Question

Theory and ExamplesSuppose that g(x) ≤ f(x) ≤ h(x) for all x≠2 and suppose that lim x→2 g(x) = lim x→2 h(x) = −5. Can we conclude anything about the values of f, g, and h at x = 2? Could f(2) = 0? Could limx→2 f(x)=0? Give reasons for your answers.

Accepted Answer

First, let's understand the concept of the Squeeze Theorem, which is applicable here. The Squeeze Theorem states that if g(x) ≤ f(x) ≤ h(x) for all x in some interval around a point (except possibly at the point itself), and if the limits of g(x) and h(x) as x approaches that point are equal, then the limit of f(x) as x approaches that point is also equal to that common limit.
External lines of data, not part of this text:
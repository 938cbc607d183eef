//! Identity and derived paths for one managed engine instance.
//!
//! [`InstanceConfig`] captures the on-disk layout of a single instance and is
//! immutable once built. [`ManagedInstance`] adds the connection records and
//! the paths the controller derives from the instance root. [`Installation`]
//! resolves every installation-relative path from the loaded configuration so
//! lifecycle operations never consult the process environment.

use std::fmt;
use std::path::{Path, PathBuf};

use mysqlctl_config::Config;

/// Default host advertised in the instance address.
pub const DEFAULT_HOST: &str = "localhost";

/// Name of the rendered configuration file inside the instance root.
pub const MYCNF_FILE_NAME: &str = "my.cnf";

const SNAPSHOT_DIR_NAME: &str = "snapshot";

/// Returns the directory name used for an instance: `vt_<id>` with the id
/// zero-padded to ten digits.
pub fn instance_dir_name(server_id: u32) -> String {
    format!("vt_{server_id:010}")
}

/// Per-instance identity and file layout.
#[derive(Debug, Clone, PartialEq, Eq)]
pub struct InstanceConfig {
    server_id: u32,
    root: PathBuf,
    data_dir: PathBuf,
    innodb_data_home_dir: PathBuf,
    innodb_log_group_home_dir: PathBuf,
    relay_log_path: PathBuf,
    bin_log_path: PathBuf,
    tmp_dir: PathBuf,
    slave_load_tmp_dir: PathBuf,
    socket_file: PathBuf,
    pid_file: PathBuf,
    error_log_path: PathBuf,
    slow_log_path: PathBuf,
    host: String,
    port: u16,
}

impl InstanceConfig {
    /// Derives the standard layout for `server_id` beneath `data_root`.
    pub fn new(server_id: u32, port: u16, data_root: &Path) -> Self {
        Self::with_host(server_id, port, data_root, DEFAULT_HOST)
    }

    /// Derives the standard layout and advertises `host` in [`Self::addr`].
    pub fn with_host(server_id: u32, port: u16, data_root: &Path, host: &str) -> Self {
        let root = data_root.join(instance_dir_name(server_id));
        Self {
            server_id,
            data_dir: root.join("data"),
            innodb_data_home_dir: root.join("innodb").join("data"),
            innodb_log_group_home_dir: root.join("innodb").join("log"),
            relay_log_path: root
                .join("relay-logs")
                .join(format!("vt-{server_id:010}-relay-bin")),
            bin_log_path: root.join("bin-logs").join(format!("vt-{server_id:010}-bin")),
            tmp_dir: root.join("tmp"),
            slave_load_tmp_dir: root.join("slave_load_tmp"),
            socket_file: root.join("mysql.sock"),
            pid_file: root.join("mysql.pid"),
            error_log_path: root.join("error.log"),
            slow_log_path: root.join("slow-query.log"),
            host: host.to_owned(),
            port,
            root,
        }
    }

    pub fn server_id(&self) -> u32 {
        self.server_id
    }

    /// Instance root directory (`<data_root>/vt_<id>`).
    pub fn root(&self) -> &Path {
        &self.root
    }

    pub fn data_dir(&self) -> &Path {
        &self.data_dir
    }

    pub fn innodb_data_home_dir(&self) -> &Path {
        &self.innodb_data_home_dir
    }

    pub fn innodb_log_group_home_dir(&self) -> &Path {
        &self.innodb_log_group_home_dir
    }

    pub fn relay_log_path(&self) -> &Path {
        &self.relay_log_path
    }

    pub fn bin_log_path(&self) -> &Path {
        &self.bin_log_path
    }

    pub fn tmp_dir(&self) -> &Path {
        &self.tmp_dir
    }

    pub fn slave_load_tmp_dir(&self) -> &Path {
        &self.slave_load_tmp_dir
    }

    /// Unix socket whose appearance signals readiness.
    pub fn socket_file(&self) -> &Path {
        &self.socket_file
    }

    pub fn pid_file(&self) -> &Path {
        &self.pid_file
    }

    /// Engine error log; the first place to look when startup fails.
    pub fn error_log_path(&self) -> &Path {
        &self.error_log_path
    }

    pub fn slow_log_path(&self) -> &Path {
        &self.slow_log_path
    }

    pub fn port(&self) -> u16 {
        self.port
    }

    /// Network address in `host:port` form.
    pub fn addr(&self) -> String {
        format!("{}:{}", self.host, self.port)
    }

    /// Data-bearing directories created after the identity directories.
    ///
    /// Log paths name files, so their parent directories are listed instead.
    pub fn data_directories(&self) -> Vec<PathBuf> {
        let mut dirs = vec![
            self.data_dir.clone(),
            self.innodb_data_home_dir.clone(),
            self.innodb_log_group_home_dir.clone(),
        ];
        dirs.extend(self.relay_log_path.parent().map(Path::to_path_buf));
        dirs.extend(self.bin_log_path.parent().map(Path::to_path_buf));
        dirs.push(self.tmp_dir.clone());
        dirs.push(self.slave_load_tmp_dir.clone());
        dirs
    }
}

/// Connection record handed to the SQL executor.
#[derive(Debug, Clone, PartialEq, Eq)]
pub struct ConnectionParams {
    pub username: String,
    pub charset: String,
    pub unix_socket: Option<PathBuf>,
}

impl ConnectionParams {
    pub fn new(username: impl Into<String>, charset: impl Into<String>) -> Self {
        Self {
            username: username.into(),
            charset: charset.into(),
            unix_socket: None,
        }
    }

    #[must_use]
    pub fn with_socket(mut self, socket: impl Into<PathBuf>) -> Self {
        self.unix_socket = Some(socket.into());
        self
    }
}

/// An instance together with its credentials and derived paths.
///
/// Exactly one controller may drive a given instance at a time; nothing here
/// enforces that.
#[derive(Debug, Clone, PartialEq, Eq)]
pub struct ManagedInstance {
    config: InstanceConfig,
    dba: ConnectionParams,
    repl: ConnectionParams,
    snapshot_dir: PathBuf,
    mycnf_file: PathBuf,
}

impl ManagedInstance {
    /// Builds a managed instance.
    ///
    /// A privileged connection record without a socket is bound to the
    /// instance socket.
    pub fn new(
        config: InstanceConfig,
        data_root: &Path,
        dba: ConnectionParams,
        repl: ConnectionParams,
    ) -> Self {
        let dba = match dba.unix_socket {
            Some(_) => dba,
            None => dba.with_socket(config.socket_file()),
        };
        let snapshot_dir = data_root
            .join(SNAPSHOT_DIR_NAME)
            .join(instance_dir_name(config.server_id()));
        let mycnf_file = config.root().join(MYCNF_FILE_NAME);
        Self {
            config,
            dba,
            repl,
            snapshot_dir,
            mycnf_file,
        }
    }

    /// Builds the instance for `server_id` using the layout and accounts
    /// named by `config`.
    pub fn from_config(config: &Config, server_id: u32, port: u16) -> Self {
        let data_root = config.data_root().into_std_path_buf();
        let instance = InstanceConfig::new(server_id, port, &data_root);
        let dba = ConnectionParams::new(config.dba_user(), config.charset());
        let repl = ConnectionParams::new(config.repl_user(), config.charset());
        Self::new(instance, &data_root, dba, repl)
    }

    pub fn config(&self) -> &InstanceConfig {
        &self.config
    }

    pub fn dba(&self) -> &ConnectionParams {
        &self.dba
    }

    pub fn repl(&self) -> &ConnectionParams {
        &self.repl
    }

    /// Instance root directory.
    pub fn root(&self) -> &Path {
        self.config.root()
    }

    pub fn snapshot_dir(&self) -> &Path {
        &self.snapshot_dir
    }

    /// Path of the rendered engine configuration file.
    pub fn mycnf_file(&self) -> &Path {
        &self.mycnf_file
    }

    pub fn addr(&self) -> String {
        self.config.addr()
    }
}

impl fmt::Display for ManagedInstance {
    fn fmt(&self, f: &mut fmt::Formatter<'_>) -> fmt::Result {
        write!(
            f,
            "{} ({})",
            instance_dir_name(self.config.server_id()),
            self.root().display()
        )
    }
}

/// Read-only seed data shared by every instance of an installation.
#[derive(Debug, Clone, PartialEq, Eq)]
pub struct BootstrapArtifacts {
    pub config_template: PathBuf,
    pub seed_archive: PathBuf,
    pub schema_script: PathBuf,
}

impl BootstrapArtifacts {
    /// Resolves the well-known artefact paths beneath `vt_root`.
    pub fn under(vt_root: &Path) -> Self {
        let bootstrap = vt_root.join("data").join("bootstrap");
        Self {
            config_template: vt_root.join("config").join("mycnf"),
            seed_archive: bootstrap.join("mysql-db-dir.tbz"),
            schema_script: bootstrap.join("_vt_schema.sql"),
        }
    }
}

/// Executables and environment of the engine installation.
#[derive(Debug, Clone, PartialEq, Eq)]
pub struct EngineTools {
    /// Startup wrapper that supervises the engine process.
    pub launcher: PathBuf,
    /// Administrative client used for shutdown.
    pub admin_client: PathBuf,
    /// Interactive client used to apply the baseline schema.
    pub sql_client: PathBuf,
    /// Directory appended to the dynamic-library search path.
    pub library_dir: PathBuf,
    /// Working directory for spawned tools.
    pub working_dir: PathBuf,
}

impl EngineTools {
    /// Resolves the tools beneath `mysql_root`.
    pub fn under(mysql_root: &Path) -> Self {
        let bin = mysql_root.join("bin");
        Self {
            launcher: bin.join("mysqld_safe"),
            admin_client: bin.join("mysqladmin"),
            sql_client: bin.join("mysql"),
            library_dir: mysql_root.join("lib").join("mysql"),
            working_dir: mysql_root.to_path_buf(),
        }
    }
}

/// Every installation-relative path the controller needs.
#[derive(Debug, Clone, PartialEq, Eq)]
pub struct Installation {
    pub tools: EngineTools,
    pub artifacts: BootstrapArtifacts,
    pub shared_root: PathBuf,
}

impl Installation {
    pub fn from_config(config: &Config) -> Self {
        Self {
            tools: EngineTools::under(config.mysql_root().as_std_path()),
            artifacts: BootstrapArtifacts::under(config.vt_root().as_std_path()),
            shared_root: config.shared_root().into_std_path_buf(),
        }
    }
}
Given that g(x) ≤ f(x) ≤ h(x) for all x ≠ 2 and both lim x→2 g(x) = −5 and lim x→2 h(x) = −5, by the Squeeze Theorem, we can conclude that lim x→2 f(x) = −5. Now, let's consider the value of f(2). The Squeeze Theorem does not provide information about the value of f at x = 2 itself; it only concerns the behavior of f(x) as x approaches 2. Therefore, f(2) could be any real number, including 0. Regarding whether lim x→2 f(x) could be 0, based on the Squeeze Theorem, we have already established that lim x→2 f(x) = −5. Therefore, lim x→2 f(x) cannot be 0. In summary, while the limit of f(x) as x approaches 2 is −5, the actual value of f at x = 2 is not determined by the Squeeze Theorem and could be any real number, including 0.

Theory and Examples

Suppose that g(x) ≤ f(x) ≤ h(x) for all x≠2 and suppose that lim x→2 g(x) = lim x→2 h(x) = −5. Can we conclude anything about the values of f, g, and h at x = 2? Could f(2) = 0? Could limx→2 f(x)=0? Give reasons for your answers.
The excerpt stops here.